Print every line below without adding or leaving out a single word.

[Stored data entries]
★ ★ ★ ★ ★ ★ ★

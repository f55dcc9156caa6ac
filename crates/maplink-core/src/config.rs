use crate::app_config::{AppConfig, Environment};
use crate::ConfigError;

/// Load application configuration from environment variables.
///
/// Calls `dotenvy::dotenv().ok()` to load `.env` files before reading env vars.
///
/// # Errors
///
/// Returns `ConfigError` if a variable is present but holds an invalid value.
pub fn load_app_config() -> Result<AppConfig, ConfigError> {
    dotenvy::dotenv().ok();
    load_app_config_from_env()
}

/// Load application configuration from environment variables already in the process.
///
/// Unlike [`load_app_config`], this does NOT load `.env` files. Useful for testing
/// or when the caller manages env setup.
///
/// # Errors
///
/// Returns `ConfigError` if a variable is present but holds an invalid value.
pub fn load_app_config_from_env() -> Result<AppConfig, ConfigError> {
    build_app_config(|key| std::env::var(key))
}

/// Build application configuration using the provided env-var lookup function.
///
/// This is the core parsing/validation logic, decoupled from the actual environment
/// so it can be tested with a pure `HashMap` lookup, with no `set_var`/`remove_var` needed.
fn build_app_config<F>(lookup: F) -> Result<AppConfig, ConfigError>
where
    F: Fn(&str) -> Result<String, std::env::VarError>,
{
    use std::net::SocketAddr;
    use std::path::PathBuf;

    let or_default = |var: &str, default: &str| -> String {
        lookup(var).unwrap_or_else(|_| default.to_string())
    };

    let invalid = |var: &str, reason: String| ConfigError::InvalidEnvVar {
        var: var.to_string(),
        reason,
    };

    let parse_addr = |var: &str, default: &str| -> Result<SocketAddr, ConfigError> {
        or_default(var, default)
            .parse::<SocketAddr>()
            .map_err(|e| invalid(var, e.to_string()))
    };

    let parse_u64 = |var: &str, default: &str| -> Result<u64, ConfigError> {
        or_default(var, default)
            .parse::<u64>()
            .map_err(|e| invalid(var, e.to_string()))
    };

    let parse_positive_u64 = |var: &str, default: &str| -> Result<u64, ConfigError> {
        match parse_u64(var, default)? {
            0 => Err(invalid(var, "must be greater than zero".to_string())),
            n => Ok(n),
        }
    };

    let parse_usize = |var: &str, default: &str| -> Result<usize, ConfigError> {
        or_default(var, default)
            .parse::<usize>()
            .map_err(|e| invalid(var, e.to_string()))
    };

    let parse_bool = |var: &str, default: &str| -> Result<bool, ConfigError> {
        let raw = or_default(var, default);
        match raw.trim().to_ascii_lowercase().as_str() {
            "1" | "true" | "yes" | "on" => Ok(true),
            "0" | "false" | "no" | "off" => Ok(false),
            other => Err(invalid(var, format!("expected a boolean, got \"{other}\""))),
        }
    };

    let env = parse_environment(&or_default("MAPLINK_ENV", "development"))?;
    let bind_addr = parse_addr("MAPLINK_BIND_ADDR", "0.0.0.0:3000")?;
    let log_level = or_default("MAPLINK_LOG_LEVEL", "info");

    let request_timeout_secs = parse_positive_u64("MAPLINK_REQUEST_TIMEOUT_SECS", "12")?;
    let bridge_max_redirects = parse_usize("MAPLINK_BRIDGE_MAX_REDIRECTS", "6")?;
    let manual_max_hops = parse_usize("MAPLINK_MANUAL_MAX_HOPS", "10")?;
    let accept_language = or_default("MAPLINK_ACCEPT_LANGUAGE", "fr-FR,fr;q=0.9,en;q=0.8");
    let extra_short_hosts = parse_host_list(&or_default("MAPLINK_EXTRA_SHORT_HOSTS", ""));

    let browser_enabled = parse_bool("MAPLINK_BROWSER_ENABLED", "true")?;
    let browser_executable = lookup("MAPLINK_BROWSER_EXECUTABLE")
        .ok()
        .map(|raw| raw.trim().to_string())
        .filter(|raw| !raw.is_empty())
        .map(PathBuf::from);
    let browser_nav_timeout_ms = parse_positive_u64("MAPLINK_BROWSER_NAV_TIMEOUT_MS", "15000")?;
    let browser_idle_timeout_ms = parse_u64("MAPLINK_BROWSER_IDLE_TIMEOUT_MS", "5000")?;

    let expand_deadline_secs = parse_positive_u64("MAPLINK_EXPAND_DEADLINE_SECS", "90")?;

    Ok(AppConfig {
        env,
        bind_addr,
        log_level,
        request_timeout_secs,
        bridge_max_redirects,
        manual_max_hops,
        accept_language,
        extra_short_hosts,
        browser_enabled,
        browser_executable,
        browser_nav_timeout_ms,
        browser_idle_timeout_ms,
        expand_deadline_secs,
    })
}

/// Parse a string into an `Environment` variant.
///
/// # Errors
///
/// Returns `ConfigError::InvalidEnvVar` for anything other than
/// `development`, `test`, or `production`.
fn parse_environment(s: &str) -> Result<Environment, ConfigError> {
    match s {
        "development" => Ok(Environment::Development),
        "test" => Ok(Environment::Test),
        "production" => Ok(Environment::Production),
        other => Err(ConfigError::InvalidEnvVar {
            var: "MAPLINK_ENV".to_string(),
            reason: format!("unknown environment \"{other}\""),
        }),
    }
}

/// Split a comma-separated host list, lowercasing and dropping blanks.
fn parse_host_list(raw: &str) -> Vec<String> {
    raw.split(',')
        .map(str::trim)
        .filter(|s| !s.is_empty())
        .map(str::to_ascii_lowercase)
        .collect()
}

#[cfg(test)]
#[path = "config_test.rs"]
mod tests;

★ ★ ★ ★ ★ ★ ★

:: FINISHED EXERCISE ::
repository f55dcc9156caa6ac
filename crates/maplink-core/src/config.rs
use crate::app_config::{AppConfig, Environment};
use crate::ConfigError;

/// Load application configuration from environment variables.
///
/// Calls `dotenvy::dotenv().ok()` to load `.env` files before reading env vars.
///
/// # Errors
///
/// Returns `ConfigError` if a variable is present but holds an invalid value.
pub fn load_app_config() -> Result<AppConfig, ConfigError> {
    dotenvy::dotenv().ok();
    load_app_config_from_env()
}

/// Load application configuration from environment variables already in the process.
///
/// Unlike [`load_app_config`], this does NOT load `.env` files. Useful for testing
/// or when the caller manages env setup.
///
/// # Errors
///
/// Returns `ConfigError` if a variable is present but holds an invalid value.
pub fn load_app_config_from_env() -> Result<AppConfig, ConfigError> {
    build_app_config(|key| std::env::var(key))
}

/// Build application configuration using the provided env-var lookup function.
///
/// This is the core parsing/validation logic, decoupled from the actual environment
/// so it can be tested with a pure `HashMap` lookup, with no `set_var`/`remove_var` needed.
fn build_app_config<F>(lookup: F) -> Result<AppConfig, ConfigError>
where
    F: Fn(&str) -> Result<String, std::env::VarError>,
{
    use std::net::SocketAddr;
    use std::path::PathBuf;

    let or_default = |var: &str, default: &str| -> String {
        lookup(var).unwrap_or_else(|_| default.to_string())
    };

    let invalid = |var: &str, reason: String| ConfigError::InvalidEnvVar {
        var: var.to_string(),
        reason,
    };

    let parse_addr = |var: &str, default: &str| -> Result<SocketAddr, ConfigError> {
        or_default(var, default)
            .parse::<SocketAddr>()
            .map_err(|e| invalid(var, e.to_string()))
    };

    let parse_u64 = |var: &str, default: &str| -> Result<u64, ConfigError> {
        or_default(var, default)
            .parse::<u64>()
            .map_err(|e| invalid(var, e.to_string()))
    };

    let parse_positive_u64 = |var: &str, default: &str| -> Result<u64, ConfigError> {
        match parse_u64(var, default)? {
            0 => Err(invalid(var, "must be greater than zero".to_string())),
            n => Ok(n),
        }
    };

    let parse_usize = |var: &str, default: &str| -> Result<usize, ConfigError> {
        or_default(var, default)
            .parse::<usize>()
            .map_err(|e| invalid(var, e.to_string()))
    };

    let parse_bool = |var: &str, default: &str| -> Result<bool, ConfigError> {
        let raw = or_default(var, default);
        match raw.trim().to_ascii_lowercase().as_str() {
            "1" | "true" | "yes" | "on" => Ok(true),
            "0" | "false" | "no" | "off" => Ok(false),
            other => Err(invalid(var, format!("expected a boolean, got \"{other}\""))),
        }
    };

    let env = parse_environment(&or_default("MAPLINK_ENV", "development"))?;
    let bind_addr = parse_addr("MAPLINK_BIND_ADDR", "0.0.0.0:3000")?;
    let log_level = or_default("MAPLINK_LOG_LEVEL", "info");

    let request_timeout_secs = parse_positive_u64("MAPLINK_REQUEST_TIMEOUT_SECS", "12")?;
    let bridge_max_redirects = parse_usize("MAPLINK_BRIDGE_MAX_REDIRECTS", "6")?;
    let manual_max_hops = parse_usize("MAPLINK_MANUAL_MAX_HOPS", "10")?;
    let accept_language = or_default("MAPLINK_ACCEPT_LANGUAGE", "fr-FR,fr;q=0.9,en;q=0.8");
    let extra_short_hosts = parse_host_list(&or_default("MAPLINK_EXTRA_SHORT_HOSTS", ""));

    let browser_enabled = parse_bool("MAPLINK_BROWSER_ENABLED", "true")?;
    let browser_executable = lookup("MAPLINK_BROWSER_EXECUTABLE")
        .ok()
        .map(|raw| raw.trim().to_string())
        .filter(|raw| !raw.is_empty())
        .map(PathBuf::from);
    let browser_nav_timeout_ms = parse_positive_u64("MAPLINK_BROWSER_NAV_TIMEOUT_MS", "15000")?;
    let browser_idle_timeout_ms = parse_u64("MAPLINK_BROWSER_IDLE_TIMEOUT_MS", "5000")?;

    let expand_deadline_secs = parse_positive_u64("MAPLINK_EXPAND_DEADLINE_SECS", "90")?;

    Ok(AppConfig {
        env,
        bind_addr,
        log_level,
        request_timeout_secs,
        bridge_max_redirects,
        manual_max_hops,
        accept_language,
        extra_short_hosts,
        browser_enabled,
        browser_executable,
        browser_nav_timeout_ms,
        browser_idle_timeout_ms,
        expand_deadline_secs,
    })
}

/// Parse a string into an `Environment` variant.
///
/// # Errors
///
/// Returns `ConfigError::InvalidEnvVar` for anything other than
/// `development`, `test`, or `production`.
fn parse_environment(s: &str) -> Result<Environment, ConfigError> {
    match s {
        "development" => Ok(Environment::Development),
        "test" => Ok(Environment::Test),
        "production" => Ok(Environment::Production),
        other => Err(ConfigError::InvalidEnvVar {
            var: "MAPLINK_ENV".to_string(),
            reason: format!("unknown environment \"{other}\""),
        }),
    }
}

/// Split a comma-separated host list, lowercasing and dropping blanks.
fn parse_host_list(raw: &str) -> Vec<String> {
    raw.split(',')
        .map(str::trim)
        .filter(|s| !s.is_empty())
        .map(str::to_ascii_lowercase)
        .collect()
}

#[cfg(test)]
#[path = "config_test.rs"]
mod tests;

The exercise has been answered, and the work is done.